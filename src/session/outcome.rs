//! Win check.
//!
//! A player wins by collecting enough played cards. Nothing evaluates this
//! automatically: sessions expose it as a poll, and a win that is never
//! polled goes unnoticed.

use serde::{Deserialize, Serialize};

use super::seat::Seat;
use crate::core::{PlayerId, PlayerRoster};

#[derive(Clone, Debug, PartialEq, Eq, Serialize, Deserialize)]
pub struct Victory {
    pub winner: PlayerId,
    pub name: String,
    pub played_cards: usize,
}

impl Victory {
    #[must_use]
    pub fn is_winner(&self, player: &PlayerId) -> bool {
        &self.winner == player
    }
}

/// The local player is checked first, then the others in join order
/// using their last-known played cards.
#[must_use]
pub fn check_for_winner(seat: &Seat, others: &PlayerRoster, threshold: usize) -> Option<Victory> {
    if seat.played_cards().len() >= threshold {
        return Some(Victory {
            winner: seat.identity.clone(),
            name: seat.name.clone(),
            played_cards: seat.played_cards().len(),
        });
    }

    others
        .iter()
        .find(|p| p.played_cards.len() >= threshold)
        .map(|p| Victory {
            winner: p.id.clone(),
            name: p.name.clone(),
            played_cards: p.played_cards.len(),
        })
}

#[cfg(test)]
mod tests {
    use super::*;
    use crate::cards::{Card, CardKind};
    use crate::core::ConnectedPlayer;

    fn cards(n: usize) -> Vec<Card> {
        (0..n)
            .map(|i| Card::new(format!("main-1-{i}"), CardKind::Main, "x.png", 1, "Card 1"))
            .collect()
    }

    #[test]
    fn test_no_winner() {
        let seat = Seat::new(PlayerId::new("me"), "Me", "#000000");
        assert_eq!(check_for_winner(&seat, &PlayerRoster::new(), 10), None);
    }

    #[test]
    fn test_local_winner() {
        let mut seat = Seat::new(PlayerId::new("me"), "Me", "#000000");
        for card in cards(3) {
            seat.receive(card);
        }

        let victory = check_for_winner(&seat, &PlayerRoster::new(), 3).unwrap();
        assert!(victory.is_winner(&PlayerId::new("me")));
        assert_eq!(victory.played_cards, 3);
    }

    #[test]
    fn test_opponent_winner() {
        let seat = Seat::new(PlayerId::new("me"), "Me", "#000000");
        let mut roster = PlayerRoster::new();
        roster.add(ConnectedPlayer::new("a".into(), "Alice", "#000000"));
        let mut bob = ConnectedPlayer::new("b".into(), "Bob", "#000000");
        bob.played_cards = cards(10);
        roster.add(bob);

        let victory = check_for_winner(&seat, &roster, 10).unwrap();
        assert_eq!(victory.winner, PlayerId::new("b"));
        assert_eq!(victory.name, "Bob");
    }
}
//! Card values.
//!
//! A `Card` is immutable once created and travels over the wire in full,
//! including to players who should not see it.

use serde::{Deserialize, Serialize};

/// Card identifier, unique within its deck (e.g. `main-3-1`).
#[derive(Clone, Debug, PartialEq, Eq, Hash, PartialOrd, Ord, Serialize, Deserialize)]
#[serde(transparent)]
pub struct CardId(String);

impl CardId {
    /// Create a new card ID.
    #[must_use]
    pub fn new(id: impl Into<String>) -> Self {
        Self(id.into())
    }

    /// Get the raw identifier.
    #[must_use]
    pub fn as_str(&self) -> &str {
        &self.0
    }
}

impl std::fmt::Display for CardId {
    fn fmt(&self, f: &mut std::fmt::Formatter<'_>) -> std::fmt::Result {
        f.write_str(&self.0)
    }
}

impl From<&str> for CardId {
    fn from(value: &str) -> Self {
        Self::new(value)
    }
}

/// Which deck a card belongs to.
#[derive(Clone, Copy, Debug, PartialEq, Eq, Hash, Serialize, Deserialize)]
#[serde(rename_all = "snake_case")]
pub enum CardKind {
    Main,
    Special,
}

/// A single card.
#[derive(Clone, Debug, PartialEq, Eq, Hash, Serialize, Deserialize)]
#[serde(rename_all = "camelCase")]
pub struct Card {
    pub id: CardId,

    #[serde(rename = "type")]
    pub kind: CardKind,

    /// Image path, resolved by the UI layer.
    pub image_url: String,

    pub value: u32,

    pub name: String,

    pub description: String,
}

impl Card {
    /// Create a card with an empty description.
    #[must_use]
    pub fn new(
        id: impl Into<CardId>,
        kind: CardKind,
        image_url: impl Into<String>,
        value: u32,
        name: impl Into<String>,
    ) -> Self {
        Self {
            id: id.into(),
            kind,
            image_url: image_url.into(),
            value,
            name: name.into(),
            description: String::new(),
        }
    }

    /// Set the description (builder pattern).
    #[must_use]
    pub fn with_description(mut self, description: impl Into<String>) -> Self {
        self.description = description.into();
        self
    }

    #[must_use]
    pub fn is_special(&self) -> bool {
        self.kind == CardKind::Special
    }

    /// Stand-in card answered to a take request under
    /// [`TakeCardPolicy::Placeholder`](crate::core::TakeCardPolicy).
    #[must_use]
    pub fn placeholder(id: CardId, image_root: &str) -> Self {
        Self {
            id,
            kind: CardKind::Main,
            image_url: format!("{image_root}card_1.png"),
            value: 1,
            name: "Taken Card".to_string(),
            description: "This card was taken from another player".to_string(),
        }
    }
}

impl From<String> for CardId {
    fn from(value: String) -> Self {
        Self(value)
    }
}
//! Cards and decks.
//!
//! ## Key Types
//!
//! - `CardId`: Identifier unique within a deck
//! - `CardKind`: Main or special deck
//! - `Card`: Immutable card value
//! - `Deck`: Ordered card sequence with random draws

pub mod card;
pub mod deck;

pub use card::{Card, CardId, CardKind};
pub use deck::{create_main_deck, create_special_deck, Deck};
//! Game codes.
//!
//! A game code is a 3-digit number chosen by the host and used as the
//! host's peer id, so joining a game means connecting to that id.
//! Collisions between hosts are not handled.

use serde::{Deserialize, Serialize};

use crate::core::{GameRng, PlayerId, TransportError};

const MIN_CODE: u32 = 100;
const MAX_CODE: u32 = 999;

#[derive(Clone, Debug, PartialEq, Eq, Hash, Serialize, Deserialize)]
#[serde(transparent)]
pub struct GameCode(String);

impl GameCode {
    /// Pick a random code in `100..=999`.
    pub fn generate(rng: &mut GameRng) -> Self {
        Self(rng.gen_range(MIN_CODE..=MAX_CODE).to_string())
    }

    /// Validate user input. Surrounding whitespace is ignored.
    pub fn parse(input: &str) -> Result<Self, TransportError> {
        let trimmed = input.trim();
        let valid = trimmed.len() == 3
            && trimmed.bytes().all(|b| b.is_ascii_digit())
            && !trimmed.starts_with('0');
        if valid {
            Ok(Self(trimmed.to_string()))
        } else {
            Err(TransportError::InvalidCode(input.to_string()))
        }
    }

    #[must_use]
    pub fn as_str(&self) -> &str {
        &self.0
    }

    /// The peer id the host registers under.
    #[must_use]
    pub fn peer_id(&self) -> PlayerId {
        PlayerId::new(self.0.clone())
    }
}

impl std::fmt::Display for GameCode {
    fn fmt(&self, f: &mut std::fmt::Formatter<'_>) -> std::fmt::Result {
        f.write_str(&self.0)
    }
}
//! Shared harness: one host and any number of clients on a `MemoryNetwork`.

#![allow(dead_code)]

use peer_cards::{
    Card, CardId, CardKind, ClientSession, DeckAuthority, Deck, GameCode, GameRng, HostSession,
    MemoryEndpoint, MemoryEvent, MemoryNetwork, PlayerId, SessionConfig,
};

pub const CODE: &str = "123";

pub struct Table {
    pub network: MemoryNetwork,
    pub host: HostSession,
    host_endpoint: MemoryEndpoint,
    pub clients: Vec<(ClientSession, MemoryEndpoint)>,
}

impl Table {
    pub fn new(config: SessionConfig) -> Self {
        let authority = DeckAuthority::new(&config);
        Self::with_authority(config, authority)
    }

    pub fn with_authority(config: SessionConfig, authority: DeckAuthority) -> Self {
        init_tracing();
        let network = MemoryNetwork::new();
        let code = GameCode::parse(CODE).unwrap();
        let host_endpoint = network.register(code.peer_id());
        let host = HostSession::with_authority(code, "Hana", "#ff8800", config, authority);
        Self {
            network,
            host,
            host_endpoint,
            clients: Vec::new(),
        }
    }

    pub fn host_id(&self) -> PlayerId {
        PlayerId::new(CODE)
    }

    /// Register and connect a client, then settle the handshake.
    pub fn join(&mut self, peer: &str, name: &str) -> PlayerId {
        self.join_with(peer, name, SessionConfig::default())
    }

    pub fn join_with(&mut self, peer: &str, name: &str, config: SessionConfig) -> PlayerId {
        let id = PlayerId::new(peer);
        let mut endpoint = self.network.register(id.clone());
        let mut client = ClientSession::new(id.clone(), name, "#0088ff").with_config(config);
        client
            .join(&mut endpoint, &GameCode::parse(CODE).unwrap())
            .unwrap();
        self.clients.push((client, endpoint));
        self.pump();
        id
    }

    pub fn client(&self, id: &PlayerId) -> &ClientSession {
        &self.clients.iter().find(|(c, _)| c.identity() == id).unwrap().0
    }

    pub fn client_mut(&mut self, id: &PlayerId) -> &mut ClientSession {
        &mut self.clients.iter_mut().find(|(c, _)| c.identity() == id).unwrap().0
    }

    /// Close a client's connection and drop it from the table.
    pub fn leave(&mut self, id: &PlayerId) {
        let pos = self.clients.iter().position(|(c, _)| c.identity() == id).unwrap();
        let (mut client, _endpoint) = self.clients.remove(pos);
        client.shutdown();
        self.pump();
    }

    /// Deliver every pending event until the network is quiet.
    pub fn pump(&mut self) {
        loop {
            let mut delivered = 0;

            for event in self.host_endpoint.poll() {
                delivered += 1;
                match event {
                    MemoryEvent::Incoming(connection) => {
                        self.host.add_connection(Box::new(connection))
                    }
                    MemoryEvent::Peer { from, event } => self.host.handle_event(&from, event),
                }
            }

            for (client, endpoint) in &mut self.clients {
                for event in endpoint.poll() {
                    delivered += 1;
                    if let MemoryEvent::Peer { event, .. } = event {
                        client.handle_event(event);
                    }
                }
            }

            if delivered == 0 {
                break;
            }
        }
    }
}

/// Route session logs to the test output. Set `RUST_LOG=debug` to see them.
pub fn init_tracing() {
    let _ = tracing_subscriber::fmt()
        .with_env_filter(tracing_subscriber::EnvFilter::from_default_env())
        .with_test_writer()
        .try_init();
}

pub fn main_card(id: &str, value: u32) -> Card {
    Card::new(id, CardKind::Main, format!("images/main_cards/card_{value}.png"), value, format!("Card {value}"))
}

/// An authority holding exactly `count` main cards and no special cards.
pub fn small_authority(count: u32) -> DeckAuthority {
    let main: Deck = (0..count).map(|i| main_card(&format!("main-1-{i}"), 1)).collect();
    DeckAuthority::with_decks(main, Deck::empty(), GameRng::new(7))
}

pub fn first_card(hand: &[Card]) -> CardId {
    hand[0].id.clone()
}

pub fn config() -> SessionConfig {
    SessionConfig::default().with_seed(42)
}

§ TASK GOAL: What you output must be the lines from the opening of the material above up to and including the line with "in join order", reproduced exactly.

§ SOLUTION FOR THIS PROBLEM:
filename src/session/outcome.rs
//! Win check.
//!
//! A player wins by collecting enough played cards. Nothing evaluates this
//! automatically: sessions expose it as a poll, and a win that is never
//! polled goes unnoticed.

use serde::{Deserialize, Serialize};

use super::seat::Seat;
use crate::core::{PlayerId, PlayerRoster};

#[derive(Clone, Debug, PartialEq, Eq, Serialize, Deserialize)]
pub struct Victory {
    pub winner: PlayerId,
    pub name: String,
    pub played_cards: usize,
}

impl Victory {
    #[must_use]
    pub fn is_winner(&self, player: &PlayerId) -> bool {
        &self.winner == player
    }
}

/// The local player is checked first, then the others in join order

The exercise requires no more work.